The systemwide contest, running throughout the month of April, aims to raise awareness of climate issues and reduce carbon emissions.
“We are hoping to really get our campus community engaged in all of our sustainability goals through the challenge,” said Jewel Persad, UC Santa Barbara’s sustainability manager. “We also aim to raise climate change awareness and to make conservation behaviors standard practice a UC Santa Barbara. While the first Cool Campus Challenge in 2015 focused more strictly on actions that directly reduce carbon emission, this challenge incorporates actions that address water conservation, waste and food, and relate that to carbon emissions. It is a more holistic challenge that will hopefully engage users in broad sustainability on our campus.”
Part of UC’s Carbon Neutrality Initiative, the challenge was designed to educate and motivate campuses to lower their carbon footprints and help the UC system reach carbon neutrality by 2025. Participating students, faculty and staff earn points by taking actions that lower carbon emissions at work, at school, at home and when traveling, with bonus points for new and creative actions that aren’t on the action list.

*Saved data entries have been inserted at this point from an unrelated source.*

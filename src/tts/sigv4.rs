//! AWS Signature Version 4 request signing
//!
//! Only what the speech client needs: header-based signing of a request
//! whose signed headers are `content-type`, `host` and `x-amz-date`.

use chrono::{DateTime, Utc};
use hmac::digest::InvalidLength;
use hmac::{Hmac, Mac};
use sha2::{Digest, Sha256};
use url::Url;

type HmacSha256 = Hmac<Sha256>;

const ALGORITHM: &str = "AWS4-HMAC-SHA256";
const SIGNED_HEADERS: &str = "content-type;host;x-amz-date";

/// Credentials and scope for one service
#[derive(Debug, Clone, Copy)]
pub struct SigningParams<'a> {
    pub access_key_id: &'a str,
    pub secret_access_key: &'a str,
    pub region: &'a str,
    pub service: &'a str,
}

/// Headers to attach to the signed request
#[derive(Debug, Clone, PartialEq, Eq)]
pub struct SignedHeaders {
    pub authorization: String,
    pub amz_date: String,
}

fn hmac_sha256(key: &[u8], data: &[u8]) -> Result<Vec<u8>, InvalidLength> {
    let mut mac = HmacSha256::new_from_slice(key)?;
    mac.update(data);
    Ok(mac.finalize().into_bytes().to_vec())
}

fn sha256_hex(data: &[u8]) -> String {
    hex::encode(Sha256::digest(data))
}

/// Derive the per-day signing key
pub fn signing_key(
    secret_access_key: &str,
    date_stamp: &str,
    region: &str,
    service: &str,
) -> Result<Vec<u8>, InvalidLength> {
    let k_date = hmac_sha256(
        format!("AWS4{secret_access_key}").as_bytes(),
        date_stamp.as_bytes(),
    )?;
    let k_region = hmac_sha256(&k_date, region.as_bytes())?;
    let k_service = hmac_sha256(&k_region, service.as_bytes())?;
    hmac_sha256(&k_service, b"aws4_request")
}

/// `Host` header value as reqwest sends it
fn host_header(url: &Url) -> String {
    let host = url.host_str().unwrap_or_default();
    match url.port() {
        Some(port) => format!("{host}:{port}"),
        None => host.to_string(),
    }
}

fn canonical_query(url: &Url) -> String {
    let mut pairs: Vec<(String, String)> = url
        .query_pairs()
        .map(|(k, v)| {
            (
                urlencoding::encode(&k).into_owned(),
                urlencoding::encode(&v).into_owned(),
            )
        })
        .collect();
    pairs.sort();
    pairs
        .into_iter()
        .map(|(k, v)| format!("{k}={v}"))
        .collect::<Vec<_>>()
        .join("&")
}

/// Canonical request string for the given request
pub fn canonical_request(
    method: &str,
    url: &Url,
    content_type: &str,
    amz_date: &str,
    payload: &[u8],
) -> String {
    let path = if url.path().is_empty() { "/" } else { url.path() };
    format!(
        "{method}\n{path}\n{query}\ncontent-type:{content_type}\nhost:{host}\nx-amz-date:{amz_date}\n\n{SIGNED_HEADERS}\n{payload_hash}",
        query = canonical_query(url),
        host = host_header(url),
        payload_hash = sha256_hex(payload),
    )
}

/// Sign a request and return the headers to send
pub fn sign(
    params: &SigningParams<'_>,
    method: &str,
    url: &Url,
    content_type: &str,
    payload: &[u8],
    now: DateTime<Utc>,
) -> Result<SignedHeaders, InvalidLength> {
    let amz_date = now.format("%Y%m%dT%H%M%SZ").to_string();
    let date_stamp = now.format("%Y%m%d").to_string();
    let scope = format!(
        "{date_stamp}/{}/{}/aws4_request",
        params.region, params.service
    );

    let canonical = canonical_request(method, url, content_type, &amz_date, payload);
    let string_to_sign = format!(
        "{ALGORITHM}\n{amz_date}\n{scope}\n{}",
        sha256_hex(canonical.as_bytes())
    );

    let key = signing_key(
        params.secret_access_key,
        &date_stamp,
        params.region,
        params.service,
    )?;
    let signature = hex::encode(hmac_sha256(&key, string_to_sign.as_bytes())?);

    Ok(SignedHeaders {
        authorization: format!(
            "{ALGORITHM} Credential={}/{scope}, SignedHeaders={SIGNED_HEADERS}, Signature={signature}",
            params.access_key_id
        ),
        amz_date,
    })
}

The campus that earns the most points will be named the “Coolest UC Campus.” There are also prizes for the campus with the greatest percentage of its population participating, and for the health system that earns the most points.
At UC Santa Barbara, in collaboration with Housing, Dining & Auxiliary Enterprises, there also is a concurrent side competition among students living in residence halls and university-owned apartment complexes. The buildings with the most points and with the highest percentage reduction in energy use, respectively, will win, and participants living in those residences will be entered to win prizes. (Students in campus housing can sign up and join their hall or apartment team at CoolCampusChallenge.org.)
“As part of the Cool Campus Challenge, eleven residence Halls and apartment complexes will compete against each other to see which building can save the most energy in April,” explained Mark Rousseau, assistant director of energy and environmental services for UCSB Housing, Dining & Auxiliary Services. “The top two buildings are eligible to win prizes for students who have signed up for the CCC and take actions to save energy. Energy savings will be posted at housing DigiKnow screens in the halls, apartments and dining commons. Housing has had energy competitions for over 20 years, saving thousands of dollars and reducing pollution.”
The Cool Campus Challenge is a collaboration between the University of California and UC Berkeley’s Renewable and Appropriate Energy Laboratory, and the Center for Sustainable Energy.
“I think UC Santa Barbara can really win this,” Persad said. “We are one of the smaller campuses but we have such an active and engaged community motivated to improve environmental, cultural, social and economic sustainability. Gauchos are more than ready to rise to the challenge.”